The primary tenant, Holborn Studios Limited, ran the photographic studios and made representations about the development during the statutory consultation. The developer made amendments to the planning application in May 2016, including a change to the amount of commercial floorspace, the number and types of dwellings and the plans describing the development. The amendments included a new application form, 16 new plans and a Design & Access Statement that stated that one “of the key principles for the proposed development” was the provision for Holborn Studios to be accommodated “at the heart of the development”, and claimed the proposal had been developed in consultation with them.
The new revised application contained an erroneous certificate stating that Holborn Studios had been notified of the application. There was no site notice, press notice or any consultation about the changes. In July 2016, the Council’s Planning Sub-Committee resolved to grant planning permission, and, following completion of a planning obligation, planning permission was granted on 8 November 2016.
Holborn Studios’ claim for judicial review complained it was severely prejudiced, because among other things, it and the public more generally were not notified or consulted on the amendments. It argued that the Council had unfairly failed to adjourn the planning committee’s consideration of the amended application to allow it time to respond, and that the Council unfairly failed to disclose un-redacted letters that officers had relied upon to assess the usefulness of the basement space.
John Howell, QC, sitting as a Deputy High Court Judge, held that further consultation about the amendments ought to have been carried out, and quashed the planning permission.
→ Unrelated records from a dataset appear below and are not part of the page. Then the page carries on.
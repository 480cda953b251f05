//! Predecessor-tool marker removal.
//!
//! Two earlier add-ons (shipped under the product names `MIA` and `MIGAKU`)
//! marked their generated regions with `###`-fenced sentinel comments:
//! ```text
//! /*###MIA JAPANESE SUPPORT CSS STARTS###
//! Do Not Edit If Using Automatic CSS and JS Management*/
//! .pitch { color: red; }
//! /*###MIA JAPANESE SUPPORT CSS ENDS###*/
//! ```
//! Script regions use HTML comments, carry a script-kind qualifier (`JS`,
//! `CONVERTER JS`, `KATAKANA CONVERTER JS`), and keep body and closing
//! sentinel on the line that ends the opening sentinel. A closing sentinel
//! must repeat the opening sentinel's product token (and script kind), so
//! the close is derived from the captured open rather than matched
//! independently.

use crate::domain::Domain;
use regex::Regex;
use std::borrow::Cow;
use std::ops::Range;
use std::sync::LazyLock;

const LEGACY_TRAIL: &str = "Do Not Edit If Using Automatic CSS and JS Management";

/// Opening sentinel of a predecessor style region. The product token is
/// captured so the closing sentinel can be required to name the same one.
static LEGACY_STYLE_OPEN_RE: LazyLock<Regex> = LazyLock::new(|| {
    Regex::new(&format!(
        r"/\*###((?:MIA|MIGAKU) JAPANESE SUPPORT) CSS STARTS###\n{LEGACY_TRAIL}\*/\n"
    ))
    .expect("Invalid legacy style open regex")
});

/// Opening sentinel of a predecessor script region; captures the product
/// token and the script-kind qualifier.
static LEGACY_SCRIPT_OPEN_RE: LazyLock<Regex> = LazyLock::new(|| {
    Regex::new(&format!(
        r"<!--###((?:MIA|MIGAKU) JAPANESE SUPPORT) ((?:(?:KATAKANA )?CONVERTER )?JS) START###\n{LEGACY_TRAIL}-->"
    ))
    .expect("Invalid legacy script open regex")
});

/// Removes every predecessor-tool region from `text`, plus the newline runs
/// hugging each one. Returns the input unchanged when nothing matches.
///
/// A candidate region only counts when its closing sentinel names the same
/// product (and, for scripts, the same script kind) as its opening sentinel,
/// its body stays on a single line, and the close sits where the historical
/// grammar put it: at the start of the line after the body for style
/// regions, on the same line as the opening sentinel's tail for script
/// regions. Candidates that fail any of these checks are left untouched,
/// never partially stripped.
///
/// # Arguments
/// * `text` - The field content to clean
/// * `domain` - Selects the style or script marker grammar
pub fn strip_legacy_sections(text: &str, domain: Domain) -> Cow<'_, str> {
    let spans = match domain {
        Domain::Style => style_spans(text),
        Domain::Script => script_spans(text),
    };
    if spans.is_empty() {
        return Cow::Borrowed(text);
    }
    tracing::debug!(count = spans.len(), %domain, "removing predecessor-tool regions");

    let mut result = String::with_capacity(text.len());
    let mut pos = 0;
    for span in spans {
        result.push_str(&text[pos..span.start]);
        pos = span.end;
    }
    result.push_str(&text[pos..]);
    Cow::Owned(result)
}

fn style_spans(text: &str) -> Vec<Range<usize>> {
    let mut spans = Vec::new();
    let mut cursor = 0;

    for caps in LEGACY_STYLE_OPEN_RE.captures_iter(text) {
        let open = caps.get(0).unwrap();
        if open.start() < cursor {
            continue;
        }
        let product = caps.get(1).unwrap().as_str();

        // One body line, then the close at the start of the next line.
        let Some(body_len) = text[open.end()..].find('\n') else {
            continue;
        };
        let close_start = open.end() + body_len + 1;
        let close = format!("/*###{product} CSS ENDS###*/");
        if !text[close_start..].starts_with(&close) {
            continue;
        }

        let span = widen_over_newlines(text, open.start()..close_start + close.len(), cursor);
        cursor = span.end;
        spans.push(span);
    }

    spans
}

fn script_spans(text: &str) -> Vec<Range<usize>> {
    let mut spans = Vec::new();
    let mut cursor = 0;

    for caps in LEGACY_SCRIPT_OPEN_RE.captures_iter(text) {
        let open = caps.get(0).unwrap();
        if open.start() < cursor {
            continue;
        }
        let product = caps.get(1).unwrap().as_str();
        let kind = caps.get(2).unwrap().as_str();

        // Body and close share the line that ends the opening sentinel.
        let rest = &text[open.end()..];
        let line = &rest[..rest.find('\n').unwrap_or(rest.len())];
        let close = format!("<!--###{product} {kind} ENDS###-->");
        let Some(rel) = line.find(&close) else {
            continue;
        };

        let span =
            widen_over_newlines(text, open.start()..open.end() + rel + close.len(), cursor);
        cursor = span.end;
        spans.push(span);
    }

    spans
}

/// Widens `span` over the newline runs directly before and after it, without
/// crossing `floor` on the left.
fn widen_over_newlines(text: &str, span: Range<usize>, floor: usize) -> Range<usize> {
    let bytes = text.as_bytes();
    let mut start = span.start;
    while start > floor && bytes[start - 1] == b'\n' {
        start -= 1;
    }
    let mut end = span.end;
    while end < bytes.len() && bytes[end] == b'\n' {
        end += 1;
    }
    start..end
}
The Court found the interests of third parties could not be sidestepped and those interests had to be protected when an amendment was being proposed. Such considerations also applied in cases where permission was granted for only part of a development for which an applicant sought planning permission, or in cases where the permission might be granted subject to the attachment of a condition that might alter the development as proposed in the application.
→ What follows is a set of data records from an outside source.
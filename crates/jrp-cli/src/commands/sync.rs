//! Sync command implementation
//!
//! Applies the synchronization to the collection and saves it. With
//! `--dry-run` nothing is written; the output shows what would change.

use std::path::Path;

use colored::Colorize;
use serde_json::json;

use jrp_prefs::Prefs;
use jrp_templates::{CollectionFile, Error, NoteTypeId, sync_note_type};

use super::check::{EntryStatus, count_changed, entry_value, preview_entries};
use crate::error::Result;

/// Run the sync command
///
/// Synchronizes every note type the preferences manage and saves the
/// collection when anything changed. Note types missing from the collection
/// are reported and skipped.
pub fn run_sync(collection_path: &Path, prefs_path: &Path, dry_run: bool, json: bool) -> Result<()> {
    let prefs = Prefs::load(prefs_path)?;
    let mut collection = CollectionFile::open(collection_path)?;

    let entries = if dry_run {
        preview_entries(&collection, &prefs)?
    } else {
        apply_entries(&mut collection, &prefs)?
    };

    let changed = count_changed(&entries);
    if changed > 0 && !dry_run {
        collection.save()?;
    }

    if json {
        let output = json!({
            "note_types": entries
                .iter()
                .map(|(id, status)| entry_value(*id, status))
                .collect::<Vec<_>>(),
            "changed": changed,
            "dry_run": dry_run,
        });
        println!("{}", serde_json::to_string_pretty(&output)?);
        return Ok(());
    }

    println!("{} Synchronizing note types...", "=>".blue().bold());

    for (id, status) in &entries {
        match status {
            EntryStatus::Report(report) if report.changed() => {
                println!(
                    "   {} {} ({}): {}",
                    "~".yellow(),
                    report.name.cyan(),
                    id,
                    if dry_run { "would update" } else { "updated" }
                );
                for change in &report.changes {
                    println!("       {}", change.field);
                }
            }
            EntryStatus::Report(report) => {
                println!(
                    "   {} {} ({}): up to date",
                    "=".green(),
                    report.name.cyan(),
                    id
                );
            }
            EntryStatus::NotFound => {
                println!("   {} {}: not in the collection", "!".red(), id);
            }
        }
    }

    println!();
    if changed == 0 {
        println!(
            "{} Already synchronized. No changes needed.",
            "OK".green().bold()
        );
    } else if dry_run {
        println!(
            "{} {} of {} note types would change. Nothing was written.",
            "OK".green().bold(),
            changed,
            entries.len()
        );
    } else {
        println!(
            "{} Collection saved. {} of {} note types updated.",
            "OK".green().bold(),
            changed,
            entries.len()
        );
    }

    Ok(())
}

/// Synchronizes every managed note type, collecting per-entry outcomes.
fn apply_entries(
    collection: &mut CollectionFile,
    prefs: &Prefs,
) -> Result<Vec<(NoteTypeId, EntryStatus)>> {
    let mut entries = Vec::new();
    for managed in &prefs.note_types {
        match sync_note_type(collection, managed.id, &managed.options) {
            Ok(report) => entries.push((managed.id, EntryStatus::Report(report))),
            Err(Error::NoteTypeNotFound { .. }) => {
                entries.push((managed.id, EntryStatus::NotFound));
            }
            Err(e) => return Err(e.into()),
        }
    }
    Ok(entries)
}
On the question of whether unfairness would result from a failure to re-consult, the decision maker should consider if that failure would deprive those entitled to be consulted with the chance to make representations that they might have wished to make on the application, given the nature and extent of the changes.
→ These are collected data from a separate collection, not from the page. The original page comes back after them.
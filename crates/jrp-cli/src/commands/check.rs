//! Check command implementation
//!
//! Previews which note types the synchronizer would rewrite, without
//! touching the collection.

use std::path::Path;

use colored::Colorize;
use serde_json::json;
use similar::{ChangeTag, TextDiff};

use jrp_prefs::Prefs;
use jrp_templates::{CollectionFile, Error, NoteTypeId, NoteTypeSync, preview_note_type};

use crate::error::Result;

/// Outcome of previewing one preferences entry.
pub enum EntryStatus {
    /// The note type exists; the report lists its pending field updates.
    Report(NoteTypeSync),
    /// The preferences reference a note type the collection does not have.
    NotFound,
}

/// Previews every note type the preferences manage, in declaration order.
///
/// A missing note type becomes a [`EntryStatus::NotFound`] entry instead of
/// aborting the run; storage errors still propagate.
pub fn preview_entries(
    collection: &CollectionFile,
    prefs: &Prefs,
) -> Result<Vec<(NoteTypeId, EntryStatus)>> {
    let mut entries = Vec::new();
    for managed in &prefs.note_types {
        match preview_note_type(collection, managed.id, &managed.options) {
            Ok(report) => entries.push((managed.id, EntryStatus::Report(report))),
            Err(Error::NoteTypeNotFound { .. }) => {
                entries.push((managed.id, EntryStatus::NotFound));
            }
            Err(e) => return Err(e.into()),
        }
    }
    Ok(entries)
}

/// Counts entries with at least one pending field update.
pub fn count_changed(entries: &[(NoteTypeId, EntryStatus)]) -> usize {
    entries
        .iter()
        .filter(|(_, status)| matches!(status, EntryStatus::Report(r) if r.changed()))
        .count()
}

/// Serializes one entry for `--json` output.
pub fn entry_value(id: NoteTypeId, status: &EntryStatus) -> serde_json::Value {
    match status {
        EntryStatus::Report(report) => json!({
            "id": id,
            "name": report.name,
            "changed": report.changed(),
            "fields": report
                .changes
                .iter()
                .map(|c| c.field.to_string())
                .collect::<Vec<_>>(),
        }),
        EntryStatus::NotFound => json!({
            "id": id,
            "error": "not found",
        }),
    }
}

/// Run the check command
///
/// Loads the preferences and the collection, previews the synchronization,
/// and reports per note type. Missing note types are reported, not fatal;
/// the command exits zero either way.
pub fn run_check(collection_path: &Path, prefs_path: &Path, json: bool, diff: bool) -> Result<()> {
    let prefs = Prefs::load(prefs_path)?;
    let collection = CollectionFile::open(collection_path)?;
    let entries = preview_entries(&collection, &prefs)?;

    if json {
        let output = json!({
            "note_types": entries
                .iter()
                .map(|(id, status)| entry_value(*id, status))
                .collect::<Vec<_>>(),
            "changed": count_changed(&entries),
        });
        println!("{}", serde_json::to_string_pretty(&output)?);
        return Ok(());
    }

    println!("{} Checking note types...", "=>".blue().bold());

    for (id, status) in &entries {
        match status {
            EntryStatus::Report(report) if report.changed() => {
                println!(
                    "   {} {} ({}): needs update",
                    "~".yellow(),
                    report.name.cyan(),
                    id
                );
                for change in &report.changes {
                    println!("       {}", change.field);
                    if diff {
                        print_field_diff(&change.old, &change.new);
                    }
                }
            }
            EntryStatus::Report(report) => {
                println!(
                    "   {} {} ({}): up to date",
                    "=".green(),
                    report.name.cyan(),
                    id
                );
            }
            EntryStatus::NotFound => {
                println!("   {} {}: not in the collection", "!".red(), id);
            }
        }
    }

    println!();
    let changed = count_changed(&entries);
    if changed == 0 {
        println!(
            "{} Every managed note type is up to date.",
            "OK".green().bold()
        );
    } else {
        println!(
            "{} Updates pending for {} of {} note types.",
            "PENDING".yellow().bold(),
            changed,
            entries.len()
        );
        println!();
        println!("Run {} to apply.", "jrp sync".cyan());
    }

    Ok(())
}

/// Prints the changed lines of one field, diff-style.
fn print_field_diff(old: &str, new: &str) {
    let text_diff = TextDiff::from_lines(old, new);
    for change in text_diff.iter_all_changes() {
        let line = change.value().trim_end_matches('\n');
        match change.tag() {
            ChangeTag::Delete => println!("         {} {}", "-".red(), line.red()),
            ChangeTag::Insert => println!("         {} {}", "+".green(), line.green()),
            ChangeTag::Equal => {}
        }
    }
}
The test for re-consultation on an amendment was not whether it involved a fundamental change and involved a substantial difference to the application or if the amendment would result in a substantially different application. The correct approach was to ask what fairness required in the circumstances, which was a matter ultimately for the Court itself to determine.
The Council’s Statement of Community Involvement provided for the two letters it enclosed to be made available for public inspection on the website. The Court held that the failure to enable Holborn Studios to inspect the two letters from the date they were submitted to the Council and in an un-redacted form, substantially prejudiced Holborn Studios.
This is a first instance judgement of the Planning Court and is likely to prompt local planning authorities to ensure their re-consultations cast as wide a net as possible and encourage them to adopt a cautious approach to planning application amendments. In the course of his judgment, the Deputy Judge remarked, “It is not for this Court generally speaking to anticipate what the outcome would be if a planning authority had had regard to representations which they have not considered”.
It seems that only in the most exceptional cases will the Court accept a submission that where a failure to effectively re-consult has been established, that failure has not prejudiced an aggrieved party.